Cool Government Data Sets
Contributed by Karl Smith
Data is the beginning of any data science project. Sometimes an interesting data source can be an inspiration for a new or inventive data science project. I found this great government site with tons of interesting and unusual data sets.
While many are mundane (like the Grain Transportation Report for Importers of Soybeans, *YAWN*), there are some intriguing datasets, such as:
- US Baby Names. Wondering what the most popular baby names are? Look no further, as the government has compiled a list of the most popular ones based on the applications for social security that they receive. Data set contains name, sex of child, and number of children given that name in that year for every year between 1880 and 2013.

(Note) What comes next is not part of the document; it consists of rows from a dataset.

use crate::registry::FileKind;
use std::path::PathBuf;
use thiserror::Error;

#[derive(Error, Debug)]
pub enum MacrogenError {
    #[error("IO error at {path}: {source}")]
    Io {
        path: PathBuf,
        #[source]
        source: std::io::Error,
    },

    #[error("The required executable {name} was not found in your path")]
    MissingExecutable { name: String },

    #[error("The required file {path} was not found")]
    MissingFile { path: PathBuf },

    #[error(
        "Failed to expand {kind} for instantiation '{instance}': {hint}. \
         Probably because compilation failed."
    )]
    Expansion {
        instance: String,
        kind: FileKind,
        hint: String,
        output: String,
    },

    #[error("Command `{command}` failed with {}", describe_status(.code))]
    Subprocess {
        command: String,
        code: Option<i32>,
        output: String,
    },

    #[error("Failed to launch `{program}`: {source}")]
    Spawn {
        program: String,
        #[source]
        source: std::io::Error,
    },

    #[error("Configuration error: {0}")]
    Config(String),

    #[error("TOML error in {path}: {source}")]
    Toml {
        path: PathBuf,
        #[source]
        source: toml::de::Error,
    },

    #[error("Invalid registry: {0}")]
    Registry(String),

    #[error("Invalid pattern: {0}")]
    Pattern(String),
}

fn describe_status(code: &Option<i32>) -> String {
    match code {
        Some(code) => format!("exit code {code}"),
        None => "no exit code (terminated by signal)".to_string(),
    }
}

impl From<regex::Error> for MacrogenError {
    fn from(err: regex::Error) -> Self {
        MacrogenError::Pattern(err.to_string())
    }
}

impl From<globwalk::GlobError> for MacrogenError {
    fn from(err: globwalk::GlobError) -> Self {
        MacrogenError::Pattern(err.to_string())
    }
}

pub type Result<T> = std::result::Result<T, MacrogenError>;

impl MacrogenError {
    pub fn io(path: impl Into<PathBuf>, source: std::io::Error) -> Self {
        MacrogenError::Io {
            path: path.into(),
            source,
        }
    }

    pub fn missing_executable(name: impl Into<String>) -> Self {
        MacrogenError::MissingExecutable { name: name.into() }
    }

    pub fn missing_file(path: impl Into<PathBuf>) -> Self {
        MacrogenError::MissingFile { path: path.into() }
    }

    pub fn config(message: impl Into<String>) -> Self {
        MacrogenError::Config(message.into())
    }

    pub fn registry(message: impl Into<String>) -> Self {
        MacrogenError::Registry(message.into())
    }

    /// Process exit code for this error.
    ///
    /// Configuration and expansion problems exit with 1. A failed subprocess
    /// passes its own exit code through, falling back to 1 when it was killed
    /// by a signal or reported 0.
    pub fn exit_code(&self) -> i32 {
        match self {
            MacrogenError::Subprocess {
                code: Some(code), ..
            } if *code != 0 => *code,
            _ => 1,
        }
    }

    /// Raw tool output attached to the error, if any.
    pub fn tool_output(&self) -> Option<&str> {
        match self {
            MacrogenError::Expansion { output, .. } | MacrogenError::Subprocess { output, .. }
                if !output.trim().is_empty() =>
            {
                Some(output.as_str())
            }
            _ => None,
        }
    }
}
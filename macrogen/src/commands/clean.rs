//! Clean command - removes build outputs, optionally the generated trees.

use super::SystemPipeline;
use macrogen_core::error::Result;
use tracing::info;

pub fn run(pipeline: &SystemPipeline, full: bool) -> Result<()> {
    let removed = pipeline.clean(full)?;
    info!("Removed {} entries", removed);
    println!(
        "Cleaned {}",
        if full {
            "build outputs and generated sources"
        } else {
            "build outputs"
        }
    );
    Ok(())
}
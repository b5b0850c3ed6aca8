//! Command-line front end over `macrogen_core`.

pub mod cli;
pub mod commands;

pub use macrogen_core::{config, error, registry};
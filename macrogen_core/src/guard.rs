//! Fail-fast checks run before any expensive stage.

use crate::error::{MacrogenError, Result};
use crate::layout::DirectoryLayout;
use std::fs;
use std::path::{Path, PathBuf};
use tracing::{debug, trace};

/// Creates every directory of the layout. Existing directories are left alone.
pub fn ensure_ready(layout: &DirectoryLayout) -> Result<()> {
    for dir in layout.required_dirs() {
        trace!("Asserting directory {:?}", dir);
        fs::create_dir_all(&dir).map_err(|e| MacrogenError::io(&dir, e))?;
    }
    debug!("Directory structure in place under {:?}", layout.output_dir);
    Ok(())
}

/// Asserts that `program` is installed and available in PATH.
pub fn require_executable(program: &str) -> Result<PathBuf> {
    match which::which(program) {
        Ok(path) => {
            debug!("Found {} at {:?}", program, path);
            Ok(path)
        }
        Err(e) => {
            debug!("Lookup of {} failed: {}", program, e);
            Err(MacrogenError::missing_executable(program))
        }
    }
}

/// Asserts that a given file exists.
pub fn require_file(path: &Path) -> Result<()> {
    if path.is_file() {
        Ok(())
    } else {
        Err(MacrogenError::missing_file(path))
    }
}
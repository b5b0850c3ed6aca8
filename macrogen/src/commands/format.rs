//! Format command - formats hand-written library sources and the test tree.

use super::SystemPipeline;
use crate::cli::Cli;
use macrogen_core::error::Result;

pub fn run(cli: &Cli, pipeline: &SystemPipeline) -> Result<()> {
    if cli.format_source {
        let count = pipeline.format_library()?;
        println!("Formatted {count} library files");
    }
    if cli.format_tests {
        let count = pipeline.format_tests()?;
        println!("Formatted {count} test files");
    }
    Ok(())
}
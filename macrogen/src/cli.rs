//! Command-line interface definitions for Macrogen.

use clap::Parser;
use std::path::PathBuf;

/// Macrogen - expands C macro-collection instantiations into real sources,
/// then builds, runs and measures the test suite
#[derive(Parser, Debug, Default)]
#[command(name = "macrogen")]
#[command(author, version, about, long_about = None)]
pub struct Cli {
    /// Path to macrogen.toml configuration file
    #[arg(long)]
    pub config: Option<PathBuf>,

    /// Print the resolved configuration and registry, then exit
    #[arg(long)]
    pub show_config: bool,

    /// Delete build outputs
    #[arg(long)]
    pub clean: bool,

    /// Delete build outputs and the generated include and source trees, then exit
    #[arg(long)]
    pub clean_full: bool,

    /// Expand every registered instantiation into header and source files
    #[arg(short, long)]
    pub expand: bool,

    /// Skip formatting the expanded files
    #[arg(long)]
    pub no_format: bool,

    /// Compile and link the test executable
    #[arg(short, long)]
    pub build: bool,

    /// Build or run the coverage-instrumented suite
    #[arg(long)]
    pub coverage: bool,

    /// Run the test executable
    #[arg(short, long)]
    pub run: bool,

    /// Keep coverage reports where the report tool wrote them
    #[arg(long)]
    pub no_tidy: bool,

    /// Format the library sources, then exit
    #[arg(long)]
    pub format_source: bool,

    /// Format the test tree, then exit
    #[arg(long)]
    pub format_tests: bool,

    /// Enable verbose output (-v, -vv, -vvv for increasing verbosity)
    #[arg(short, long, action = clap::ArgAction::Count)]
    pub verbose: u8,

    /// Suppress all log output except errors
    #[arg(short, long)]
    pub quiet: bool,
}

impl Cli {
    /// Default log filter for the chosen verbosity.
    pub fn log_filter(&self) -> &'static str {
        if self.quiet {
            return "error";
        }
        match self.verbose {
            0 => "warn",
            1 => "info",
            2 => "debug",
            _ => "trace",
        }
    }

    /// Whether any pipeline stage was requested.
    pub fn has_stage(&self) -> bool {
        self.show_config
            || self.clean
            || self.clean_full
            || self.expand
            || self.build
            || self.run
            || self.format_source
            || self.format_tests
    }
}
//! Radio reach derived from RF hardware figures.
//!
//! [`link_budget`] solves the free-space link budget for the longest distance a
//! transmitter/receiver pair can close. [`matrix`] applies it to every station,
//! the gateway and the user device to produce the distance tables the placement
//! search reads.

pub mod link_budget;
pub mod matrix;

pub use link_budget::{
    DistanceRounding, LinkBudget, NumericDomainError, OperatingMargin, PathLossConvention,
    Receiver, RfParameterSet, Transmitter,
};
pub use matrix::{
    DistanceMatrix, Endpoint, Margins, MatrixBuildError, RadioMatrices, StationRadio,
    build_matrices,
};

- There is also another data set for baby names specifically in New York City, which contains, not only the number of children given that name and sex of the child, but also the ethnicity of the mother and the rank of that name overall that year.

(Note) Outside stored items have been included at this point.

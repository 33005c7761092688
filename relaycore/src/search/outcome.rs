use std::fmt::Display;

use serde::{Deserialize, Serialize};

use super::stats::SearchStatistics;
use crate::{
    combinatorics::{arrangements, log10_arrangements},
    feasibility::Rejection,
    problem::{Evaluation, PlacementProblem},
    units::{Length, Time},
};

/// Station chosen for each candidate position, `None` where the position is left empty.
#[derive(Debug, Clone, Default, PartialEq, Eq, Hash, PartialOrd, Ord, Serialize, Deserialize)]
#[serde(transparent)]
pub struct Assignment(Vec<Option<usize>>);

impl Assignment {
    pub fn new(slots: Vec<Option<usize>>) -> Self {
        Assignment(slots)
    }

    pub fn slots(&self) -> &[Option<usize>] {
        &self.0
    }

    pub fn placed(&self) -> usize {
        self.0.iter().flatten().count()
    }

    /// `(position index, station index)` for each occupied position.
    pub fn occupied(&self) -> impl Iterator<Item = (usize, usize)> + '_ {
        self.0
            .iter()
            .enumerate()
            .filter_map(|(slot, station)| station.map(|s| (slot, s)))
    }
}

impl From<Vec<Option<usize>>> for Assignment {
    fn from(value: Vec<Option<usize>>) -> Self {
        Assignment(value)
    }
}

/// Stations are shown 1-based, empty positions as `-`.
impl Display for Assignment {
    fn fmt(&self, f: &mut std::fmt::Formatter<'_>) -> std::fmt::Result {
        write!(f, "[")?;
        for (i, slot) in self.0.iter().enumerate() {
            if i > 0 {
                write!(f, ", ")?;
            }
            match slot {
                Some(s) => write!(f, "S{}", s + 1)?,
                None => write!(f, "-")?,
            }
        }
        write!(f, "]")
    }
}

/// A feasible assignment with its score.
#[derive(Debug, Clone, PartialEq, Serialize, Deserialize)]
pub struct Placement {
    pub assignment: Assignment,
    /// Uncovered length of the gateway segment.
    pub noncoverage: Length,
    /// `noncoverage` as a share of the segment length.
    pub noncoverage_ratio: f64,
    pub cost: u64,
    pub delay: Time,
}

impl Placement {
    pub fn new(problem: &PlacementProblem, assignment: Assignment, evaluation: Evaluation) -> Self {
        let length = problem.gateway().length();
        let noncoverage_ratio = if length > Length::ZERO {
            evaluation.noncoverage / length
        } else {
            0.0
        };

        Self {
            assignment,
            noncoverage: evaluation.noncoverage,
            noncoverage_ratio,
            cost: evaluation.cost,
            delay: evaluation.delay,
        }
    }
}

#[derive(Debug, Clone, Copy, PartialEq, Eq, Serialize, Deserialize)]
pub enum SearchStatus {
    /// The whole tree was searched and `best` is optimal.
    Optimal,
    /// The search stopped early; `best` is the best found so far.
    Feasible,
    /// The pre-check ruled out every placement, no search was run.
    NoPlacementPossible,
    NothingFound,
}

#[derive(Debug, Clone, Copy, PartialEq, Eq, Serialize, Deserialize)]
pub enum Termination {
    Exhausted,
    NodeLimit,
    TimeLimit,
    /// Rejected before the search.
    NotStarted,
}

/// Ordered ways of placing every station, reported when all stations must be placed.
#[derive(Debug, Clone, Copy, PartialEq, Serialize, Deserialize)]
pub struct PlacementCount {
    /// `None` when it does not fit a `u64`.
    pub exact: Option<u64>,
    /// `None` when there are no arrangements.
    pub log10: Option<f64>,
}

impl PlacementCount {
    pub fn new(positions: usize, stations: usize) -> Self {
        Self {
            exact: arrangements(positions as u64, stations as u64),
            log10: Some(log10_arrangements(positions as u64, stations as u64))
                .filter(|l| l.is_finite()),
        }
    }
}

#[derive(Debug, Clone, PartialEq, Serialize, Deserialize)]
pub struct SearchOutcome {
    pub status: SearchStatus,
    pub best: Option<Placement>,
    /// Other placements within the requested deviation of `best`, best first.
    pub alternatives: Vec<Placement>,
    pub exhaustive: bool,
    pub termination: Termination,
    pub rejection: Option<Rejection>,
    pub feasible_placement_count: Option<PlacementCount>,
    pub statistics: SearchStatistics,
}

impl SearchOutcome {
    pub fn is_feasible(&self) -> bool {
        self.best.is_some()
    }
}

#[cfg(test)]
mod tests {
    use super::*;

    #[test]
    fn assignment_display() {
        let a = Assignment::new(vec![None, Some(0), None, Some(3)]);
        assert_eq!(a.to_string(), "[-, S1, -, S4]");
        assert_eq!(Assignment::default().to_string(), "[]");
    }

    #[test]
    fn occupied_positions() {
        let a = Assignment::new(vec![Some(2), None, Some(0)]);
        assert_eq!(a.occupied().collect::<Vec<_>>(), vec![(0, 2), (2, 0)]);
        assert_eq!(a.placed(), 2);
    }

    #[test]
    fn placement_count() {
        let count = PlacementCount::new(5, 2);
        assert_eq!(count.exact, Some(20));
        assert_eq!(PlacementCount::new(2, 3).exact, Some(0));
        assert_eq!(PlacementCount::new(2, 3).log10, None);
        assert_eq!(PlacementCount::new(40, 30).exact, None);
    }

    #[test]
    fn assignment_serialises_as_list() {
        let a = Assignment::new(vec![None, Some(1)]);
        assert_eq!(serde_json::to_string(&a).unwrap(), "[null,1]");
    }
}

- Average daily traffic counts (ADT) of the City of Chicago. Effectively a census count of traffic for the city of Chicago.
- Consumer Expenditure Report. How much did US citizens making 30k-40k a year on average spend on cereals? This data set will you tell you that and much more. (The answer is $159 on average in 2011.)

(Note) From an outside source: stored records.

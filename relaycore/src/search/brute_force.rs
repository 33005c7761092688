use tracing::trace;

use super::{
    budget::Budget,
    incumbent::RecordSchedule,
    outcome::{Assignment, Placement},
    stats::SearchStatistics,
};
use crate::problem::PlacementProblem;

/// Scores every assignment from scratch, in the same order branch-and-bound expands them.
pub fn search(
    problem: &PlacementProblem,
    place_all: bool,
    schedule: &mut RecordSchedule,
    budget: &Budget,
    stats: &mut SearchStatistics,
) {
    let mut enumeration = Enumeration {
        problem,
        place_all,
        schedule,
        budget,
        stats,
        slots: Vec::with_capacity(problem.position_count()),
        used: vec![false; problem.station_count()],
    };
    enumeration.visit();
}

struct Enumeration<'a> {
    problem: &'a PlacementProblem,
    place_all: bool,
    schedule: &'a mut RecordSchedule,
    budget: &'a Budget,
    stats: &'a mut SearchStatistics,
    slots: Vec<Option<usize>>,
    used: Vec<bool>,
}

impl Enumeration<'_> {
    /// Returns `false` once the budget runs out.
    fn visit(&mut self) -> bool {
        if !self.budget.tick() {
            return false;
        }
        self.stats.on_node_explored();
        self.stats.on_depth_update(self.slots.len());

        if self.slots.len() == self.problem.position_count() {
            self.leaf();
            return true;
        }

        for station in 0..self.problem.station_count() {
            if self.used[station] {
                continue;
            }

            self.used[station] = true;
            self.slots.push(Some(station));
            let go_on = self.visit();
            self.slots.pop();
            self.used[station] = false;

            if !go_on {
                return false;
            }
        }

        self.slots.push(None);
        let go_on = self.visit();
        self.slots.pop();
        go_on
    }

    fn leaf(&mut self) {
        self.stats.on_leaf_evaluated();

        match self.problem.evaluate(&self.slots, self.place_all) {
            Ok(evaluation) => {
                let placement =
                    Placement::new(self.problem, Assignment::new(self.slots.clone()), evaluation);
                if self.schedule.offer(placement) {
                    self.stats.on_solution_found();
                }
            }
            Err(violation) => {
                trace!(%violation, "assignment rejected");
                self.stats.on_pruning_infeasible();
            }
        }
    }
}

- American Time Use Survey. “The American Time Use Survey (ATUS) measures the amount of time people spend doing various activities, such as paid work, childcare, volunteering, and socializing.” The files are in SPS format. Looks like promising data sets, though formatting is weird and will most likely need a lot of cleaning for most uses.
- Flight delays and reasons for delays. Can filter by origin/destination city, airline, flight number, and date. Will give the delay reason, cancellation reason, and other statistics like taxi time, etc.
Those are just a few of the data sets that caught my eye on the site. The site certainly has much much more, so check it out.